Najpierw była profesjonalna sesja zdjęciowa, potem nauka chodzenia na szpilkach. Dziś (30.10) przyszedł czas sprawdzić się na scenie i przed publicznością. W Opolu wybrano miss i mistera 60+. Podczas wielkiej gali finałowej w Państwowej Szkole Muzycznej w Opolu przyznano także tytuły miss i mistera foto, życzliwości, internetu czy seksapilu.
- Po dwudziestu latach wróciłyśmy do szpilek - mówi Elżbieta Zaremba, miss internetu i I wicemiss 60+ Opola. - Zdecydowanie muszę powiedzieć, że dobrze się czuję w tych szpilkach. A dojrzała kobieta, czym starsza, tym lepsza niż dojrzalsze wino.
- Ja byłam taką osobą wycofaną, a teraz tak uwierzyłam w siebie, że jeszcze coś mogę. Bardzo się cieszę z nagrody publiczności, bo jest to taka cenna nagroda. No i dużo dla mnie znaczy, że zostałam miss Opola 60+. Cieszę się i na pewno w przyszłym roku będę nasze dziewczyny z centrum seniora namawiać, bo to jest cudowna przygoda - podkreśla Małgorzata Grabowska.

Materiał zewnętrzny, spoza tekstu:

//! Tests for selection configuration.

use super::*;
use squadforge_core::SelectionError;

#[test]
fn test_toml_parsing() {
    let toml = r#"
        score_attribute = "Best Role"
        threshold_offset = 100
        squad_count = 2
        use_positions = true
        mean_age_limit = 26

        [solver]
        node_limit = 500000
        quiet = false

        [formations.Valencia]
        gkd = 1
        cdd = 2
        fbs = 1
        fba = 1
        dlps = 2
        wa = 2
        tfs = 1
        afa = 1
    "#;

    let config = SelectorConfig::from_toml_str(toml).unwrap();
    assert_eq!(config.score_attribute, "Best Role");
    assert_eq!(config.threshold_offset, 100.0);
    assert_eq!(config.squad_count, 2);
    assert!(config.use_positions);
    assert!(!config.national_squad);
    assert_eq!(config.mean_age_limit, Some(26.0));
    assert_eq!(config.solver.node_limit, Some(500_000));
    assert!(!config.solver.quiet);
    assert_eq!(config.solver.time_limit(), None);

    let valencia = config.formation("Valencia").unwrap();
    let roles: Vec<_> = valencia.entries().iter().map(|(r, _)| r.as_str()).collect();
    assert_eq!(roles, ["gkd", "cdd", "fbs", "fba", "dlps", "wa", "tfs", "afa"]);
    assert_eq!(valencia.to_formation().unwrap().total_headcount(), 11);
}

#[test]
fn test_yaml_parsing() {
    let yaml = r#"
        national_squad: true
        squad_count: 1
        solver:
          seconds_spent_limit: 10
        formations:
          Brazil:
            skd: 1
            bpdd: 3
            cwba: 2
    "#;

    let config = SelectorConfig::from_yaml_str(yaml).unwrap();
    assert!(config.national_squad);
    assert_eq!(config.squad_count, 1);
    assert_eq!(config.solver.time_limit(), Some(Duration::from_secs(10)));
    assert!(config.solver.quiet, "quiet defaults to true inside [solver]");

    let brazil = config.formation("Brazil").unwrap().to_formation().unwrap();
    assert_eq!(brazil.to_string(), "skd=1 bpdd=3 cwba=2");
}

#[test]
fn test_defaults() {
    let config = SelectorConfig::from_toml_str("").unwrap();
    assert_eq!(config, SelectorConfig::default());
    assert_eq!(config.score_attribute, DEFAULT_SCORE_ATTRIBUTE);
    assert_eq!(config.threshold_offset, 0.5);
    assert_eq!(config.squad_count, 3);
    assert!(config.solver.quiet);
    assert!(config.formations.is_empty());
}

#[test]
fn test_missing_file_falls_back_to_defaults() {
    let result = SelectorConfig::load("does/not/exist/squadforge.toml");
    assert!(matches!(result, Err(ConfigError::Io(_))));
    assert_eq!(result.unwrap_or_default().squad_count, 3);
}

#[test]
fn test_validation() {
    assert!(matches!(
        SelectorConfig::from_toml_str("squad_count = 0"),
        Err(ConfigError::Invalid(_))
    ));
    assert!(matches!(
        SelectorConfig::from_toml_str("mean_age_limit = -3.0"),
        Err(ConfigError::Invalid(_))
    ));
    assert!(matches!(
        SelectorConfig::from_toml_str("threshold_offset = nan"),
        Err(ConfigError::Invalid(_))
    ));
    assert!(matches!(
        SelectorConfig::from_toml_str("squad_count = \"three\""),
        Err(ConfigError::Toml(_))
    ));
}

#[test]
fn test_negative_headcount_rejected() {
    let result = SelectorConfig::from_toml_str(
        r#"
        [formations.Roma]
        gkd = -1
    "#,
    );
    assert!(matches!(result, Err(ConfigError::Toml(_))));
}

#[test]
fn test_builder() {
    let config = SelectorConfig::new()
        .with_threshold_offset(1.5)
        .with_squad_count(2)
        .with_mean_age_limit(25.0)
        .with_use_positions(true)
        .with_national_squad(true)
        .with_formation("Roma", FormationConfig::from_pairs([("gkd", 1), ("afa", 1)]));

    assert_eq!(config.threshold_offset, 1.5);
    assert_eq!(config.squad_count, 2);
    assert_eq!(config.mean_age_limit, Some(25.0));
    assert!(config.use_positions);
    assert!(config.national_squad);
    assert_eq!(config.formation("Roma").unwrap().len(), 2);
    assert!(config.formation("roma").is_none(), "team lookup is exact");
}

#[test]
fn test_parse_pairs() {
    let formation = FormationConfig::parse_pairs(&["gkd=1", " cdd = 2 ", "afa=1"]).unwrap();
    assert_eq!(
        formation.entries(),
        [
            ("gkd".to_string(), 1),
            ("cdd".to_string(), 2),
            ("afa".to_string(), 1)
        ]
    );

    for bad in ["gkd", "=1", "gkd=x", "gkd=-1"] {
        assert!(
            matches!(FormationConfig::parse_pairs(&[bad]), Err(ConfigError::Invalid(_))),
            "{} should be rejected",
            bad
        );
    }
    assert!(matches!(
        FormationConfig::parse_pairs(&["gkd=1", "gkd=2"]),
        Err(ConfigError::Invalid(_))
    ));
}

#[test]
fn test_to_formation_validates_codes() {
    let unknown = FormationConfig::from_pairs([("gkd", 1), ("xyz", 1)]);
    assert_eq!(
        unknown.to_formation(),
        Err(SelectionError::UnknownRoleCode("xyz".to_string()))
    );

    let zero = FormationConfig::from_pairs([("gkd", 0)]);
    assert!(matches!(
        zero.to_formation(),
        Err(SelectionError::InvalidFormation(_))
    ));

    assert!(matches!(
        FormationConfig::new().to_formation(),
        Err(SelectionError::InvalidFormation(_))
    ));
}

#[test]
fn test_serialize_keeps_order() {
    let config = SelectorConfig::new().with_formation(
        "Milan",
        FormationConfig::from_pairs([("gkd", 1), ("cdd", 2), ("afa", 1)]),
    );
    let text = toml::to_string(&config).unwrap();
    let gkd = text.find("gkd").unwrap();
    let cdd = text.find("cdd").unwrap();
    let afa = text.find("afa").unwrap();
    assert!(gkd < cdd && cdd < afa, "{}", text);

    let parsed = SelectorConfig::from_toml_str(&text).unwrap();
    assert_eq!(parsed, config);
}

#[test]
fn test_formation_round_trip_from_core() {
    let core = FormationConfig::from_pairs([("wa", 2), ("gkd", 1)])
        .to_formation()
        .unwrap();
    let back = FormationConfig::from(&core);
    assert_eq!(back.entries()[0], ("wa".to_string(), 2));
}

#[test]
fn test_shipped_config() {
    let config = SelectorConfig::from_toml_str(include_str!("../../../squadforge.toml")).unwrap();
    assert_eq!(config.formations.len(), 5);
    for (team, formation) in &config.formations {
        let formation = formation
            .to_formation()
            .unwrap_or_else(|e| panic!("{}: {}", team, e));
        assert_eq!(formation.total_headcount(), 11, "{}", team);
    }
    assert!(config.formation("RB Leipzig").is_some());
}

Piotr Lochman został misterem 60+ Opola. Jak podkreśla, teraz dopiero czeka go wiele wyzwań. - To sama zabawa, cały czas żeśmy się bawili, nie było rywalizacji - dodaje.
- Mieliśmy 18 kandydatów, z czego 11 pań, którzy prezentowali się w trzech odsłonach - mówi Małgorzata Jarosz-Basztabin, kierownik centrum "Senior w Opolu". - Pierwsza taka codzienna, czyli w dżinsach, w takich samych koszulkach. Druga odsłona na sportowo, a ostatnia w strojach takich galowych.
- Tutaj liczy się charakter, energia, osobowość, taka radość do życia - mówi Jakub Biel, dziennikarz Radia Opole i szczęśliwy juror. - Każdy miał swój arkusz, każdy pisał punkty przydzielone - mówi Bartłomiej Bonk, członek jury.
- Co to znaczy senior? To znaczy piękny, wolny człowiek. Są to osoby, które chcą właśnie pokazać innym, że warto wyjść z domu - dodaje Małgorzata Kozak, zastępca dyrektora Miejskiego Ośrodka Pomocy Rodzinie w Opolu.
Była to trzecia edycja tego plebiscytu. Konkurs wrócił do Opola po 5-letniej przerwie spowodowanej pandemią i wojną w Ukrainie.